*** Opening PROVIDED INFORMATION ***

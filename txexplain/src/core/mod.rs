//! Core domain model types for txexplain.
//!
//! This module contains the fundamental types shared by every stage:
//! - Stage progress status
//! - Chain data written into the baggage by enrichment stages

mod chain;
mod status;

pub use chain::{
    is_address, AddressRole, NetworkInfo, PromptContribution, ReceiptData, TokenMetadata,
    TokenTransfer, TransactionData, TransactionRequest, TransferKind,
};
pub use status::StageStatus;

*** Closing PROVIDED INFORMATION ***

TASK STATEMENT - All lines above holding the word "txexplain" make up the answer; copy each one.

TASK RESPONSE -
filename txexplain/src/core/mod.rs
//! Core domain model types for txexplain.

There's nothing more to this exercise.